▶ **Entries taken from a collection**
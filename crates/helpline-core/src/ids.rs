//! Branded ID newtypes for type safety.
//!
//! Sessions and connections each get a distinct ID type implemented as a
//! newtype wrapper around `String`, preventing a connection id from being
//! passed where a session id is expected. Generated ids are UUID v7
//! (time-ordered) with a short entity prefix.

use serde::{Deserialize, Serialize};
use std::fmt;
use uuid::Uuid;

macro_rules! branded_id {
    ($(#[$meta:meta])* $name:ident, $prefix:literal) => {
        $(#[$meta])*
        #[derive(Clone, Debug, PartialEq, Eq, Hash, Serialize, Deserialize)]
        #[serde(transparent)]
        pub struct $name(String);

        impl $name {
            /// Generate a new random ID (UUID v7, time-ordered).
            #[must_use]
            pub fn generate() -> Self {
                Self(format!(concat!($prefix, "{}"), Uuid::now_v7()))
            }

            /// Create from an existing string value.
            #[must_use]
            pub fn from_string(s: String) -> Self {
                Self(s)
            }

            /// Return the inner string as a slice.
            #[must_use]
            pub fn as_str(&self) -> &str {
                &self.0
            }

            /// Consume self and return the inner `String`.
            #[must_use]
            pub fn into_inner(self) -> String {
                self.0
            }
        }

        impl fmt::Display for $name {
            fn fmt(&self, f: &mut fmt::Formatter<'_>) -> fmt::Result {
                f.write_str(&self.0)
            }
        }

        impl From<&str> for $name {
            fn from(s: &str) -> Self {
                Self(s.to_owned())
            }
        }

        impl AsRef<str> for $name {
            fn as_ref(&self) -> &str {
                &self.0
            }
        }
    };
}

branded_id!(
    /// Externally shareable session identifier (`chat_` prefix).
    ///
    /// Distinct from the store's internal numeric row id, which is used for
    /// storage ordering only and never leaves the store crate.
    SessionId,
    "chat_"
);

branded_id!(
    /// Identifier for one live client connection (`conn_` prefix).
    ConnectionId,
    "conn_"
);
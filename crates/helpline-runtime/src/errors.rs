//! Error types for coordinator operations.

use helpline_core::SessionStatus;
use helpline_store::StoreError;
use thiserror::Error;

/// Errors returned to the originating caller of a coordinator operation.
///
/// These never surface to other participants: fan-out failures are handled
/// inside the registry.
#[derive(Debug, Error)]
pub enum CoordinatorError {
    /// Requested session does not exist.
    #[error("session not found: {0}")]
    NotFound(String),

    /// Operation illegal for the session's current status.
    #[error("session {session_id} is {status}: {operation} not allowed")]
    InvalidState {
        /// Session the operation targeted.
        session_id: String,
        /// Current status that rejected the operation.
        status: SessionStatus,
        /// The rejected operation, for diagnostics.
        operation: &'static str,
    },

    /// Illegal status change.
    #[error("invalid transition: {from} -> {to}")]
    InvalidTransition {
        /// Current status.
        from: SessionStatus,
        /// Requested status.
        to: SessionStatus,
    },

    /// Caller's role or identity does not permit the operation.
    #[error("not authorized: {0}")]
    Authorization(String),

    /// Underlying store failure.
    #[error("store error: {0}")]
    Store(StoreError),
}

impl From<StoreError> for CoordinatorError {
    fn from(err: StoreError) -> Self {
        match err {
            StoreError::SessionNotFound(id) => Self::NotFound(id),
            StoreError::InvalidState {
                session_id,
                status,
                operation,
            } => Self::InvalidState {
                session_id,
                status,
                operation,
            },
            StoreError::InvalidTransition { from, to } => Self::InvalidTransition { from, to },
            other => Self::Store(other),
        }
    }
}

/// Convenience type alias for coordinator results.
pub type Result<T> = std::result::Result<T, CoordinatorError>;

...

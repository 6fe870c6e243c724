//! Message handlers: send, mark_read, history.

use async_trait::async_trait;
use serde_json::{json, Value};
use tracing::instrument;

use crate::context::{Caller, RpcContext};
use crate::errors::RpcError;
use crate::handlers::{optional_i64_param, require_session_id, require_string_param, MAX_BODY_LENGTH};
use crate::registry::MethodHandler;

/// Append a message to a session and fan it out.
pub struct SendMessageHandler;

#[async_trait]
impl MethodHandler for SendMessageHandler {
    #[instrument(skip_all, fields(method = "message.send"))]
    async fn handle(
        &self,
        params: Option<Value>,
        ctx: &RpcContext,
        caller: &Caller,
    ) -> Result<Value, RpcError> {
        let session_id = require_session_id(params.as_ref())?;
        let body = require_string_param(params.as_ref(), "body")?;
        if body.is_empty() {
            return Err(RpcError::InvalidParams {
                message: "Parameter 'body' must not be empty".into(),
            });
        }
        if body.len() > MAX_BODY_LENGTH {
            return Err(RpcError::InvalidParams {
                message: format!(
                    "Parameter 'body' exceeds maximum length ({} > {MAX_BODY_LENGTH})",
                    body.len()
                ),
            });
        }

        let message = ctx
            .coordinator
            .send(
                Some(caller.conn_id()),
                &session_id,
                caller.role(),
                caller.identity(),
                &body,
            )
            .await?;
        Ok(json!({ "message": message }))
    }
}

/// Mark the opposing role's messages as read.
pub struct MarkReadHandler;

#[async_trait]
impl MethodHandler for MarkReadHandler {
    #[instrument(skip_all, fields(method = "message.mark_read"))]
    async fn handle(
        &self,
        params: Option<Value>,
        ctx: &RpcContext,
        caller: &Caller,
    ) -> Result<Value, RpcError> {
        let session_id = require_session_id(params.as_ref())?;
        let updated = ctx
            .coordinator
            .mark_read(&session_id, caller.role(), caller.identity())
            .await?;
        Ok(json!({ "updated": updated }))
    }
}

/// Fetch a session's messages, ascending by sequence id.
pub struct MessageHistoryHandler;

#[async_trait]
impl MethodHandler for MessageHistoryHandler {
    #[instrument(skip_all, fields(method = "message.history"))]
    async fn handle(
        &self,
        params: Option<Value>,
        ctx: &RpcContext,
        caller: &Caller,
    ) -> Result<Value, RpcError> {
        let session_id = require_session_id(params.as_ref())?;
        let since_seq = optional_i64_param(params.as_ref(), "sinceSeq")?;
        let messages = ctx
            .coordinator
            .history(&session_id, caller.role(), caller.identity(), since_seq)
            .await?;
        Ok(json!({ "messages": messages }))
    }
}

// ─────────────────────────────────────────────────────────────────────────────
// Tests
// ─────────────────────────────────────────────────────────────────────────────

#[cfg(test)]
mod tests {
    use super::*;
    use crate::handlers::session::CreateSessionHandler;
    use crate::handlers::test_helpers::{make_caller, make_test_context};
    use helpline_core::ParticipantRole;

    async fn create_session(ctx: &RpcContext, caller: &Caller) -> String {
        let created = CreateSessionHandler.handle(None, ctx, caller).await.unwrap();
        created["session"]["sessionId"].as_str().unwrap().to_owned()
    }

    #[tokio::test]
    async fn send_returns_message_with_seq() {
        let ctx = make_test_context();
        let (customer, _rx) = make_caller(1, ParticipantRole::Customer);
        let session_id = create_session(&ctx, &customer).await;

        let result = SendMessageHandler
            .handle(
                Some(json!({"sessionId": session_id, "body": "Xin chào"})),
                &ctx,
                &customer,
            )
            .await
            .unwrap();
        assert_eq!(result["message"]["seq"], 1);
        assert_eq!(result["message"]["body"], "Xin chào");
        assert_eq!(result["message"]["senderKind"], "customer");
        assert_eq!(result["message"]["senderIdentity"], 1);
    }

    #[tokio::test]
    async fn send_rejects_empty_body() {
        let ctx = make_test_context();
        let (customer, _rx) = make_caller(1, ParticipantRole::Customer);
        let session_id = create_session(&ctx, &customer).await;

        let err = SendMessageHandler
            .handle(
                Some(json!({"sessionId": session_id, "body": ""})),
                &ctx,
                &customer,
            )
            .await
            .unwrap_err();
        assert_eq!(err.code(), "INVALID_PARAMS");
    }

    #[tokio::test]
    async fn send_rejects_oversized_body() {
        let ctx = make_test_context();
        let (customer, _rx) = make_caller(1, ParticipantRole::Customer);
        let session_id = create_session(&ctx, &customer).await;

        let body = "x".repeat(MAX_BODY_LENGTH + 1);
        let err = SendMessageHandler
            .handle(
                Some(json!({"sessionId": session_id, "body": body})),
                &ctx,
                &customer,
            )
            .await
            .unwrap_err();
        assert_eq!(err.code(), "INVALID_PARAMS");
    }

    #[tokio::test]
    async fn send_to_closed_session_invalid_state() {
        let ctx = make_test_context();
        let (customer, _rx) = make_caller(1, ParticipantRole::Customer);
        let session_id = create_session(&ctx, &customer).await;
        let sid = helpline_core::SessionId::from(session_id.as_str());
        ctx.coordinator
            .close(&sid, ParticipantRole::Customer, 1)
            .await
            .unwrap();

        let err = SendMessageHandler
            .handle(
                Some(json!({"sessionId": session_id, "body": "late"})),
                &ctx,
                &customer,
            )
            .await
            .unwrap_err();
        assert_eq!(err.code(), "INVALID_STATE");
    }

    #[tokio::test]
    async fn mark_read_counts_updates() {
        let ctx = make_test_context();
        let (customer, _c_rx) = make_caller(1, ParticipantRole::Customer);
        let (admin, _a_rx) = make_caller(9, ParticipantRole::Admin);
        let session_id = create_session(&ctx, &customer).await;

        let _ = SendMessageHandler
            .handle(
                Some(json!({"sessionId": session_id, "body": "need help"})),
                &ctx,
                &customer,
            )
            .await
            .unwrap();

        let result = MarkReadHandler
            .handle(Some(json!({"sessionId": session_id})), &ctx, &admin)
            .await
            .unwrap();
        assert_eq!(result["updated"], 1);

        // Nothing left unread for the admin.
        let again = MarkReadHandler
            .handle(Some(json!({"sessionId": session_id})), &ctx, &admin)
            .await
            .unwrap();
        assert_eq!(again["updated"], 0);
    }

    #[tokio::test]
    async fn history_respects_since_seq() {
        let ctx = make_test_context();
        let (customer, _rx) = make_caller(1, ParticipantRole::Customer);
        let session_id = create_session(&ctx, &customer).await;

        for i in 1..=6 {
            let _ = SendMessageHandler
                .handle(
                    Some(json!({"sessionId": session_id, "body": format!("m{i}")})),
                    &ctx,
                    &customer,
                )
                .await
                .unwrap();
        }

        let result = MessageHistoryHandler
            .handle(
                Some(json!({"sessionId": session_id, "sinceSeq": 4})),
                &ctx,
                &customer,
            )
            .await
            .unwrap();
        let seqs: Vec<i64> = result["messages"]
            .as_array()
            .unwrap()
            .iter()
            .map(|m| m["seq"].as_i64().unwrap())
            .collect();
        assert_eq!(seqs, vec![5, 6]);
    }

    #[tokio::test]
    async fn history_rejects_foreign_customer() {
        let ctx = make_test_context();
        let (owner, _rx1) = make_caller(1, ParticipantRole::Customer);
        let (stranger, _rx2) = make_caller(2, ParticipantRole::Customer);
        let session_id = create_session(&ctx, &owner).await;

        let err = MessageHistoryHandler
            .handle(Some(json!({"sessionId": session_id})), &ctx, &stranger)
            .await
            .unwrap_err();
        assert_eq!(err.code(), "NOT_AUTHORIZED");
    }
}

---

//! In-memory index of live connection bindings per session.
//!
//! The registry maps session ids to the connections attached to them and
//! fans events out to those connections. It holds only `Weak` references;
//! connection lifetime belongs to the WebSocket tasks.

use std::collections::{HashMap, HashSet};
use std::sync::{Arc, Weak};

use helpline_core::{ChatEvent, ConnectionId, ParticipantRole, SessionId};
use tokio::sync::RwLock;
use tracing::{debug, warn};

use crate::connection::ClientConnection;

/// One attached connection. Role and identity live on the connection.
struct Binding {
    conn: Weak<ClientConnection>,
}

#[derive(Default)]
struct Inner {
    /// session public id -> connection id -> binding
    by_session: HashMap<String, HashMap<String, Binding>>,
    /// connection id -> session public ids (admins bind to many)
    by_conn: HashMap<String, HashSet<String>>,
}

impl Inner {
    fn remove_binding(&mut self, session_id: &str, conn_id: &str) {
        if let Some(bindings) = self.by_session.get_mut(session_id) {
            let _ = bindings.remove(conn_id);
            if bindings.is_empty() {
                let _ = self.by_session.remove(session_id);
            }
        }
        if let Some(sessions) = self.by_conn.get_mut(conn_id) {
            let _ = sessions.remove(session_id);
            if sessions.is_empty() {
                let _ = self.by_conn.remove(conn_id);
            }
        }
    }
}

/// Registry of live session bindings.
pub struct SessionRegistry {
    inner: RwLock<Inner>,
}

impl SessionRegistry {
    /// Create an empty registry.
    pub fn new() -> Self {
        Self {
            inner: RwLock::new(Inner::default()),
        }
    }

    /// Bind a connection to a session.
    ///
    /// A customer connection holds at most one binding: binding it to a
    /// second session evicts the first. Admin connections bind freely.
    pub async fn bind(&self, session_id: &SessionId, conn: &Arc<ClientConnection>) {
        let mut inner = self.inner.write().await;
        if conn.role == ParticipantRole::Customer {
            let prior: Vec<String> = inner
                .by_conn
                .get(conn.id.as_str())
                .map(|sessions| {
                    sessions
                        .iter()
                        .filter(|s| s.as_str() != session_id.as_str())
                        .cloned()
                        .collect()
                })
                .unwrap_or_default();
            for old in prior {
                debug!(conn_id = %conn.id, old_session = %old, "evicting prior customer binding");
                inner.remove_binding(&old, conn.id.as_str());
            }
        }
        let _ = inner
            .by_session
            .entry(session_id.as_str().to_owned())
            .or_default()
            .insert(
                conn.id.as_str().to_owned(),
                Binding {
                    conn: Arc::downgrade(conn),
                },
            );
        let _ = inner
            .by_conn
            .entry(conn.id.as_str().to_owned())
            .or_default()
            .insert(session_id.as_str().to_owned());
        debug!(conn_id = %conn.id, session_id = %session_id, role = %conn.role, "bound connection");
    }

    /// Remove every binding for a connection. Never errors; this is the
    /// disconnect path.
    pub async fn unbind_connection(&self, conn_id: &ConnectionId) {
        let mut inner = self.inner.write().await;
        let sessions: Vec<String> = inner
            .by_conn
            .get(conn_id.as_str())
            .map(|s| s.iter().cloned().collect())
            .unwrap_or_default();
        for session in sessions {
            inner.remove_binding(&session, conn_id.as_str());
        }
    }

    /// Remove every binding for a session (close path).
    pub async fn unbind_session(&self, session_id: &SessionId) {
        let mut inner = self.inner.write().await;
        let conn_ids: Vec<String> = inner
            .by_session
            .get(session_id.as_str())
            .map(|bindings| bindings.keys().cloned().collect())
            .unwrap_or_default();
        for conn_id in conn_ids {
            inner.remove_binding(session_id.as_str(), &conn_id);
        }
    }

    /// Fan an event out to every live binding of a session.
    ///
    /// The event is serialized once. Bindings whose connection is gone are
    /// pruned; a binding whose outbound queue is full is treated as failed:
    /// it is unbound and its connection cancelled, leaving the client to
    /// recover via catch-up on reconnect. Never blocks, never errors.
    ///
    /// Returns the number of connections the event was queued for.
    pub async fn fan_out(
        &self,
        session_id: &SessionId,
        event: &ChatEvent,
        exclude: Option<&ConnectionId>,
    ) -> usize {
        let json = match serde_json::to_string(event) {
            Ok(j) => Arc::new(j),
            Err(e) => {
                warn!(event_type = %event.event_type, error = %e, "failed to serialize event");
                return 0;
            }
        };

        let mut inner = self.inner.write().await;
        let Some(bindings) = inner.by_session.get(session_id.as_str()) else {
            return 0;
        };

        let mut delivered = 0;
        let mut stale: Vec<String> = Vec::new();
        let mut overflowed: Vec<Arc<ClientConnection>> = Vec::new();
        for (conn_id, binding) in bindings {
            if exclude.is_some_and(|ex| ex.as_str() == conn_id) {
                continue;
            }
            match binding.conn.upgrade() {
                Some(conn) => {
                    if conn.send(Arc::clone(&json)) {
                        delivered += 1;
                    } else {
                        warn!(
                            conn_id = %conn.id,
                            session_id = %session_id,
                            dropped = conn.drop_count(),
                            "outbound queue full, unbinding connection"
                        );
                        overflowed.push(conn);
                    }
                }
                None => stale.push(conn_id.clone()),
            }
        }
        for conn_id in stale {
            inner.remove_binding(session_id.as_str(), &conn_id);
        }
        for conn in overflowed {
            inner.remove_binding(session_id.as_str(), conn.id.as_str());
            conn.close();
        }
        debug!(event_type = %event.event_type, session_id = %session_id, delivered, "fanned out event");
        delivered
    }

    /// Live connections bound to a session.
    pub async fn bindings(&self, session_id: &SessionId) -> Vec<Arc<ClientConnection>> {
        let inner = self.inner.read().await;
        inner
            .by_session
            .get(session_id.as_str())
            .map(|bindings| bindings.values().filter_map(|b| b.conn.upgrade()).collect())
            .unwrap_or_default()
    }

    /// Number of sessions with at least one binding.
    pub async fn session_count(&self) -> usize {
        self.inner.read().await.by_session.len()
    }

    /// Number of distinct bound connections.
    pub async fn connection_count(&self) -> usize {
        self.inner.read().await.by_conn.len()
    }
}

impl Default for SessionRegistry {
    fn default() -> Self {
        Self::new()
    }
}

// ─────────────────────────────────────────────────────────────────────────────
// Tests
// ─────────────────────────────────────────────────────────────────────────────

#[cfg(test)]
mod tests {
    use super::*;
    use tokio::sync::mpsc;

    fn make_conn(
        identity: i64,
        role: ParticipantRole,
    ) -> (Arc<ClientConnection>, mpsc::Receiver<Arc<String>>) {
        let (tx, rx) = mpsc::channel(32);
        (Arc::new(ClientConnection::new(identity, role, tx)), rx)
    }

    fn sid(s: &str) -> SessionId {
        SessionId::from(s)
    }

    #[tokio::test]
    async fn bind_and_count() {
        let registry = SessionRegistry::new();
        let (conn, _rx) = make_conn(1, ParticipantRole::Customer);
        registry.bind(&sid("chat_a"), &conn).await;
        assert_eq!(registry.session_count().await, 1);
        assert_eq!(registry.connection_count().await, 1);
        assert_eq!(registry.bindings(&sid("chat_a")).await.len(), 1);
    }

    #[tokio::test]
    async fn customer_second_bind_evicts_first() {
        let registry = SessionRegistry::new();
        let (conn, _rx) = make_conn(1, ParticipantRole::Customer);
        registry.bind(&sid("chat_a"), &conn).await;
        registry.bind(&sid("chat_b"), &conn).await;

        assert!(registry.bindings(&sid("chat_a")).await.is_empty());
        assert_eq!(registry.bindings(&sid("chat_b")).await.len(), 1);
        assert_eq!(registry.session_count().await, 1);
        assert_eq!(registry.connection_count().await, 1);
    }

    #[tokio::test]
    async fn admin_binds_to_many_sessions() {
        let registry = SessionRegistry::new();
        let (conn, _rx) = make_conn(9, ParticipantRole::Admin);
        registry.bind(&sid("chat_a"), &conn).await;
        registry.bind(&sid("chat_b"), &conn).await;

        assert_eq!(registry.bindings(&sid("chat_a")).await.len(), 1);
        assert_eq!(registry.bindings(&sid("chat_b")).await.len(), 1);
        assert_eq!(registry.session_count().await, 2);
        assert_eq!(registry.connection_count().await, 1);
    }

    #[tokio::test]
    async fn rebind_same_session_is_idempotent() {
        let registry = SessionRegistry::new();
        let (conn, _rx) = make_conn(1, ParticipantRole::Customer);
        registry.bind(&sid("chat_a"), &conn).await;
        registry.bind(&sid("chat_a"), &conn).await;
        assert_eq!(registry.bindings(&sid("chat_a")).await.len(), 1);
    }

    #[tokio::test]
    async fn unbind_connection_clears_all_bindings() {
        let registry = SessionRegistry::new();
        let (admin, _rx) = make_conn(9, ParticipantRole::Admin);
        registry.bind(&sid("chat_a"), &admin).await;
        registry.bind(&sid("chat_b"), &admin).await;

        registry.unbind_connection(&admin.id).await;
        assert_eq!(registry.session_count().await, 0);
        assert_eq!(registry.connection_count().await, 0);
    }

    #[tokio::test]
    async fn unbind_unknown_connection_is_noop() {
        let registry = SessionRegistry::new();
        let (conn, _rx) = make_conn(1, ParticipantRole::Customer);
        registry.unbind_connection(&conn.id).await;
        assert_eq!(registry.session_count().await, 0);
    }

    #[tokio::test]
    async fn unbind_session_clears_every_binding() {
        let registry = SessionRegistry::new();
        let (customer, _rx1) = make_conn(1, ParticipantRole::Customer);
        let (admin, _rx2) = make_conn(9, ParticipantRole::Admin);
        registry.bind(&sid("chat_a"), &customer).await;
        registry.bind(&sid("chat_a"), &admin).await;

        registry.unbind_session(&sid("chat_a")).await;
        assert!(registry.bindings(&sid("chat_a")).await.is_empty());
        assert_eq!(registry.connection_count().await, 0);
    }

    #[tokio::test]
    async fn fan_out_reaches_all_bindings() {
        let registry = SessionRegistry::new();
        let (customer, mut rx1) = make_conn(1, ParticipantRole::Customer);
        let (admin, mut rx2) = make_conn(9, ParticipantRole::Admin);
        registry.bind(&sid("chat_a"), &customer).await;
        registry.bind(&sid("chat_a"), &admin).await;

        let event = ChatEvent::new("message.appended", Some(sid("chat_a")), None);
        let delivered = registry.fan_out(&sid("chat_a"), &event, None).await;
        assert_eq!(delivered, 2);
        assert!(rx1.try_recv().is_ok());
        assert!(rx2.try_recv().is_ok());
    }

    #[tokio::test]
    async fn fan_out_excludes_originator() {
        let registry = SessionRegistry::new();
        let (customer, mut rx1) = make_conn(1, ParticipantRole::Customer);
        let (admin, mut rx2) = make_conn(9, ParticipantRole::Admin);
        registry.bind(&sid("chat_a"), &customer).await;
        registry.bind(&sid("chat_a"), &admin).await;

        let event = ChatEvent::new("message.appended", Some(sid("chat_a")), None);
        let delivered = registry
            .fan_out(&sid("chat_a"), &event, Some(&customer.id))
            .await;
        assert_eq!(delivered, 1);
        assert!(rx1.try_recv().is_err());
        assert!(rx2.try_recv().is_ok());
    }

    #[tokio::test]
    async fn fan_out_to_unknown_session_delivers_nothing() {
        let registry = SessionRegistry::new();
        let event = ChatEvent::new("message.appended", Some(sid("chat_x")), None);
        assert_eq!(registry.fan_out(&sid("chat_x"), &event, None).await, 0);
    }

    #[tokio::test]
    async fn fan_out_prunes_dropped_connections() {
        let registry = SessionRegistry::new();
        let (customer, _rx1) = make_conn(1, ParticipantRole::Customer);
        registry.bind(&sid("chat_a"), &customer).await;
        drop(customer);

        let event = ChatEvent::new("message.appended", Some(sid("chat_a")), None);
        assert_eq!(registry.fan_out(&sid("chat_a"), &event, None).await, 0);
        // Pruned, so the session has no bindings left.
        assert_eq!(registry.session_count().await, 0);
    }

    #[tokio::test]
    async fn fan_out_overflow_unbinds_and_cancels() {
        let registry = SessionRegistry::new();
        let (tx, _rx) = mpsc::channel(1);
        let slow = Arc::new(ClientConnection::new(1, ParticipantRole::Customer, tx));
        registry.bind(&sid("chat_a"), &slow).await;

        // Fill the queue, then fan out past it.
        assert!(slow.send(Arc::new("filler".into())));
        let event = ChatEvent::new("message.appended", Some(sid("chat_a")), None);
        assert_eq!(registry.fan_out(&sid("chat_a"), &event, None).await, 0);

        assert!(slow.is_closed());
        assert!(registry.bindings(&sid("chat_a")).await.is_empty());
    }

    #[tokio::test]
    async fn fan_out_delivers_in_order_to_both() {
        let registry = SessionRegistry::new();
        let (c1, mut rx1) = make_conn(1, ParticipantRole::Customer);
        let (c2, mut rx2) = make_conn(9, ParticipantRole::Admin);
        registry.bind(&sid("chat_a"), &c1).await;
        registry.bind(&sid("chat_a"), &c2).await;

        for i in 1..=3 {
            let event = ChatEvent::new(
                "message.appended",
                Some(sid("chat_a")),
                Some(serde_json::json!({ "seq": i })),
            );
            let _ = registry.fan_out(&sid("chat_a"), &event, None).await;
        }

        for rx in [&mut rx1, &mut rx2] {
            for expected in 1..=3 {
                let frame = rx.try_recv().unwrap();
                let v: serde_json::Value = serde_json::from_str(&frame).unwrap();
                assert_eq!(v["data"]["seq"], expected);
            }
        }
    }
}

▶ **Exercise details**
Look through the records above for the word "failed". Report how many lines contain it, as a bare number.

▶ **Solution**
2